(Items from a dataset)
==================================================

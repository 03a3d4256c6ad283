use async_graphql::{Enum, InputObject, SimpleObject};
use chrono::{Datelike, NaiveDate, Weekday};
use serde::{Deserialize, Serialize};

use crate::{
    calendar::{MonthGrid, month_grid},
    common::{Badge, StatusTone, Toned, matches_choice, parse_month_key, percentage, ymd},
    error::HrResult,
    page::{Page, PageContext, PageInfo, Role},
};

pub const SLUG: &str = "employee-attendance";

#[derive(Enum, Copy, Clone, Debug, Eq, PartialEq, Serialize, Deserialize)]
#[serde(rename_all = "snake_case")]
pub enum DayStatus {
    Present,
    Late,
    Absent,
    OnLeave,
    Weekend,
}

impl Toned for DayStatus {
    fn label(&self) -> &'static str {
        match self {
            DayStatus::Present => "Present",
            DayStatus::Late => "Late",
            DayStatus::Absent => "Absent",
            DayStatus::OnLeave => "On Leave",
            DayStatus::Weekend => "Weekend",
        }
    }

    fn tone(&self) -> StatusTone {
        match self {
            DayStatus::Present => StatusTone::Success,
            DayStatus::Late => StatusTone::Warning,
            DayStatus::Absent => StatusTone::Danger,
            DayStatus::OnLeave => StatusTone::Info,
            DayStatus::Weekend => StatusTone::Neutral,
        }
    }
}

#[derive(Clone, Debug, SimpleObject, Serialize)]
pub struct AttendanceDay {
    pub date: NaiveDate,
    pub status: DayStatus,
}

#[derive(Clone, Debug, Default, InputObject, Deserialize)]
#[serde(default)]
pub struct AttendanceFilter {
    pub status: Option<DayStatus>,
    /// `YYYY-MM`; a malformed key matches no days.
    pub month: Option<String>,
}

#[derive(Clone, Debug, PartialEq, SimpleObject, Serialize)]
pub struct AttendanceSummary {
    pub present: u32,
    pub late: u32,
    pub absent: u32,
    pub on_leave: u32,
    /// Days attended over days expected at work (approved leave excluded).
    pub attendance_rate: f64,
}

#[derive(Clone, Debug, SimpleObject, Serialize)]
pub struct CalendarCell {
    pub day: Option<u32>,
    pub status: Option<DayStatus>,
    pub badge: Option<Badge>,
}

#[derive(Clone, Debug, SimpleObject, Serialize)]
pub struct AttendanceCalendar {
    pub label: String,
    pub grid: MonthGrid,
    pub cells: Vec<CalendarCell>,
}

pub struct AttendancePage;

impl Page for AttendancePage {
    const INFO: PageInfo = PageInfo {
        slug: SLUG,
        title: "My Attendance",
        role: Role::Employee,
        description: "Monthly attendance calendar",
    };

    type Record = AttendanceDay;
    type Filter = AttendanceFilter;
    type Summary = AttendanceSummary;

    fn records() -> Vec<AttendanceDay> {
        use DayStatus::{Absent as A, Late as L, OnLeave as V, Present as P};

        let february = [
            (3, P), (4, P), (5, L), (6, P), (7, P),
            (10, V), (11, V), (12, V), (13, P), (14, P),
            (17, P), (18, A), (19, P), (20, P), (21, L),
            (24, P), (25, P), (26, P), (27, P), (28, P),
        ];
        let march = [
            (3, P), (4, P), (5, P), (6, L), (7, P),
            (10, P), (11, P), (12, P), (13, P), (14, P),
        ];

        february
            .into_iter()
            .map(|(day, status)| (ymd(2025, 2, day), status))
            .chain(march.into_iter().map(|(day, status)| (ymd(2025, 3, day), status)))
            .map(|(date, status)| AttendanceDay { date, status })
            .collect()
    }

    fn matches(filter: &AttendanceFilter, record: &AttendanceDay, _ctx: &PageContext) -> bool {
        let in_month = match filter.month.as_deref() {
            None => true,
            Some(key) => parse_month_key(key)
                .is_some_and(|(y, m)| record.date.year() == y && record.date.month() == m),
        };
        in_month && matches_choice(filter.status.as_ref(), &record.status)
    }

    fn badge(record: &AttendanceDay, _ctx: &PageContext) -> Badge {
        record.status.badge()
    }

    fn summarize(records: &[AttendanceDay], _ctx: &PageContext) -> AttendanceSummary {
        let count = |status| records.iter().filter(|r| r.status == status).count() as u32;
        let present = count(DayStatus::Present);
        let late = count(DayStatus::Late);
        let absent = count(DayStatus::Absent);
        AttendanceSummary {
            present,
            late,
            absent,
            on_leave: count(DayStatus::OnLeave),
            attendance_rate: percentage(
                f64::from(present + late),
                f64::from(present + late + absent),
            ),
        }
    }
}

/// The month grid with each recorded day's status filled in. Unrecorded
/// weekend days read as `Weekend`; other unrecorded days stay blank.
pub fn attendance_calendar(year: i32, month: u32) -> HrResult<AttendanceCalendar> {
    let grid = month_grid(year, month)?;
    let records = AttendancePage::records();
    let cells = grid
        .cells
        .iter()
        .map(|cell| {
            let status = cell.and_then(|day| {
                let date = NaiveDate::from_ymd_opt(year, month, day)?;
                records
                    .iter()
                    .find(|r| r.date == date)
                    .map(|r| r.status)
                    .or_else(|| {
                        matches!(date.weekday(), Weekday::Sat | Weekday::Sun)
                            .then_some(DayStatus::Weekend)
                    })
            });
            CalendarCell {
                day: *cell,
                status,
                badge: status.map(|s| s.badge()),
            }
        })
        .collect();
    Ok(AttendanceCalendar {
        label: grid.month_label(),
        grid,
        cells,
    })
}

==================================================

▶ [The task] Looking at the entries above, can you reproduce exactly the lines from the one that holds "type Summary = AttendanceSummary;" through the one that holds "3, day), status)))", and only those?

▶ [Completed task]
    type Summary = AttendanceSummary;

    fn records() -> Vec<AttendanceDay> {
        use DayStatus::{Absent as A, Late as L, OnLeave as V, Present as P};

        let february = [
            (3, P), (4, P), (5, L), (6, P), (7, P),
            (10, V), (11, V), (12, V), (13, P), (14, P),
            (17, P), (18, A), (19, P), (20, P), (21, L),
            (24, P), (25, P), (26, P), (27, P), (28, P),
        ];
        let march = [
            (3, P), (4, P), (5, P), (6, L), (7, P),
            (10, P), (11, P), (12, P), (13, P), (14, P),
        ];

        february
            .into_iter()
            .map(|(day, status)| (ymd(2025, 2, day), status))
            .chain(march.into_iter().map(|(day, status)| (ymd(2025, 3, day), status)))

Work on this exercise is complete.